● **Exercise description**: Take each line from the entries that holds "this" and copy it out.

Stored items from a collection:
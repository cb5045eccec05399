//! CLI module for Skrift.

pub mod commands;
mod output;

pub use output::Output;

use clap::{Parser, Subcommand};

/// Skrift - YouTube transcripts and summaries
///
/// Fetch YouTube caption transcripts, summarize them with an LLM, and manage
/// reusable prompt templates. The name "Skrift" comes from the Norwegian word
/// for "writing."
#[derive(Parser, Debug)]
#[command(name = "skrift")]
#[command(version, about, long_about = None)]
pub struct Cli {
    /// Increase verbosity (-v for debug, -vv for trace)
    #[arg(short, long, action = clap::ArgAction::Count, global = true)]
    pub verbose: u8,

    /// Path to configuration file
    #[arg(short, long, global = true)]
    pub config: Option<String>,

    #[command(subcommand)]
    pub command: Commands,
}

#[derive(Subcommand, Debug)]
pub enum Commands {
    /// Initialize Skrift and verify system requirements
    Init,

    /// Check system requirements and configuration
    Doctor,

    /// Fetch the caption transcript for a video
    Transcript {
        /// YouTube video URL
        url: String,

        /// Include [MM:SS] markers in the transcript
        #[arg(short, long)]
        timestamps: bool,

        /// Write the transcript to a file instead of stdout
        #[arg(short, long)]
        output: Option<String>,
    },

    /// Fetch a transcript and summarize it with an LLM
    Summarize {
        /// YouTube video URL
        url: String,

        /// Free-form instruction for the LLM
        #[arg(short, long, conflicts_with = "prompt")]
        instruction: Option<String>,

        /// Name of a stored prompt template to use as the instruction
        #[arg(short, long)]
        prompt: Option<String>,

        /// LLM model to use
        #[arg(short, long)]
        model: Option<String>,

        /// Include [MM:SS] markers in the transcript sent to the LLM
        #[arg(short, long)]
        timestamps: bool,
    },

    /// Manage reusable prompt templates
    Prompt {
        #[command(subcommand)]
        action: PromptAction,
    },

    /// Start the web application
    Serve {
        /// Host to bind to
        #[arg(long)]
        host: Option<String>,

        /// Port to bind to
        #[arg(short, long)]
        port: Option<u16>,
    },

    /// Manage configuration
    Config {
        #[command(subcommand)]
        action: ConfigAction,
    },
}

#[derive(Subcommand, Debug)]
pub enum PromptAction {
    /// List stored prompt templates
    List,

    /// Show a template's full text
    Show {
        /// Template name
        name: String,
    },

    /// Add a new template
    Add {
        /// Template name
        name: String,
        /// Instruction text
        text: String,
    },

    /// Edit an existing template's text
    Edit {
        /// Template name
        name: String,
        /// New instruction text
        text: String,
    },

    /// Delete a template
    Delete {
        /// Template name
        name: String,
    },
}

#[derive(Subcommand, Debug)]
pub enum ConfigAction {
    /// Show current configuration
    Show,

    /// Open configuration file in editor
    Edit,

    /// Show configuration file path
    Path,
}
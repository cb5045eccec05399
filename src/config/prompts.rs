//! Prompt templates for Skrift.
//!
//! Prompts can be customized by placing TOML files in the custom prompts directory.

use serde::{Deserialize, Serialize};
use std::path::PathBuf;

/// Collection of all prompt templates.
#[derive(Debug, Clone, Serialize, Deserialize)]
#[serde(default)]
#[derive(Default)]
pub struct Prompts {
    pub summarize: SummarizePrompts,
    /// Custom variables from config, available in all prompts.
    #[serde(skip)]
    pub variables: std::collections::HashMap<String, String>,
}


/// Prompts for transcript summarization and analysis.
#[derive(Debug, Clone, Serialize, Deserialize)]
#[serde(default)]
pub struct SummarizePrompts {
    pub system: String,
    pub user: String,
}

impl Default for SummarizePrompts {
    fn default() -> Self {
        Self {
            system: r#"You are an assistant that analyzes video transcripts.

Guidelines:
- Work only from the transcript text the user provides
- Follow the user's instruction precisely (summarize, extract, answer a question, etc.)
- If the transcript includes [MM:SS] markers, you may reference them in your answer
- If the transcript does not contain the information requested, say so clearly
- Be concise but complete"#
                .to_string(),

            user: r#"Instruction: {{instruction}}

Video title: {{title}}

Transcript:
{{transcript}}"#
                .to_string(),
        }
    }
}

impl Prompts {
    /// Load prompts from the default location, with optional custom directory and variables.
    pub fn load(
        custom_dir: Option<&str>,
        custom_variables: Option<&std::collections::HashMap<String, String>>,
    ) -> crate::error::Result<Self> {
        let mut prompts = Prompts::default();

        if let Some(vars) = custom_variables {
            prompts.variables = vars.clone();
        }

        if let Some(dir) = custom_dir {
            let custom_path = PathBuf::from(shellexpand::tilde(dir).to_string());

            // Load summarize prompts if file exists
            let summarize_path = custom_path.join("summarize.toml");
            if summarize_path.exists() {
                let content = std::fs::read_to_string(&summarize_path)?;
                prompts.summarize = toml::from_str(&content)?;
            }
        }

        Ok(prompts)
    }

    /// Render a prompt template with the given variables.
    pub fn render(template: &str, vars: &std::collections::HashMap<String, String>) -> String {
        let mut result = template.to_string();
        for (key, value) in vars {
            result = result.replace(&format!("{{{{{}}}}}", key), value);
        }
        result
    }

    /// Render a prompt template with both provided variables and custom config variables.
    /// Provided variables take precedence over custom config variables.
    pub fn render_with_custom(
        &self,
        template: &str,
        vars: &std::collections::HashMap<String, String>,
    ) -> String {
        let mut merged = self.variables.clone();
        for (key, value) in vars {
            merged.insert(key.clone(), value.clone());
        }
        Self::render(template, &merged)
    }
}

#[cfg(test)]
mod tests {
    use super::*;

    #[test]
    fn test_default_prompts() {
        let prompts = Prompts::default();
        assert!(!prompts.summarize.system.is_empty());
        assert!(prompts.summarize.user.contains("{{instruction}}"));
    }

    #[test]
    fn test_render_template() {
        let template = "Instruction: {{instruction}}\n\n{{transcript}}";
        let mut vars = std::collections::HashMap::new();
        vars.insert("instruction".to_string(), "Summarize this".to_string());
        vars.insert("transcript".to_string(), "hello world".to_string());

        let result = Prompts::render(template, &vars);
        assert_eq!(result, "Instruction: Summarize this\n\nhello world");
    }

    #[test]
    fn test_custom_variables_do_not_override_provided() {
        let mut prompts = Prompts::default();
        prompts
            .variables
            .insert("title".to_string(), "from config".to_string());

        let mut vars = std::collections::HashMap::new();
        vars.insert("title".to_string(), "from caller".to_string());

        let result = prompts.render_with_custom("{{title}}", &vars);
        assert_eq!(result, "from caller");
    }
}
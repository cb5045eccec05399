//! Skrift - YouTube Transcripts and Summaries
//!
//! A web and CLI tool for fetching YouTube caption transcripts and
//! summarizing them with an LLM.
//!
//! The name "Skrift" comes from the Norwegian word for "writing."
//!
//! # Overview
//!
//! Skrift allows you to:
//! - Fetch the caption transcript of any YouTube video, with optional
//!   `[MM:SS]` timestamp markers
//! - Summarize or analyze a transcript with a free-form instruction
//! - Keep a small library of reusable prompt templates on disk
//! - Run everything from a browser via the built-in web app
//!
//! # Architecture
//!
//! The library is organized into several modules:
//!
//! - `config` - Configuration management
//! - `video` - Video metadata providers (YouTube via yt-dlp)
//! - `captions` - Caption track selection, download, and normalization
//! - `prompt_store` - Persistent prompt template storage
//! - `summarize` - LLM summarization
//! - `orchestrator` - Pipeline coordination
//!
//! # Example
//!
//! ```rust,no_run
//! use skrift::config::Settings;
//! use skrift::orchestrator::Orchestrator;
//!
//! #[tokio::main]
//! async fn main() -> anyhow::Result<()> {
//!     let settings = Settings::load()?;
//!     let orchestrator = Orchestrator::new(settings)?;
//!
//!     let result = orchestrator
//!         .transcript("https://www.youtube.com/watch?v=dQw4w9WgXcQ", false)
//!         .await?;
//!     println!("{}", result.transcript);
//!
//!     Ok(())
//! }
//! ```

pub mod captions;
pub mod cli;
pub mod config;
pub mod error;
pub mod openai;
pub mod orchestrator;
pub mod prompt_store;
pub mod summarize;
pub mod video;

pub use error::{Result, SkriftError};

● **Response to the exercise**:
        vars.insert("instruction".to_string(), "Summarize this".to_string());
        assert_eq!(result, "Instruction: Summarize this\n\nhello world");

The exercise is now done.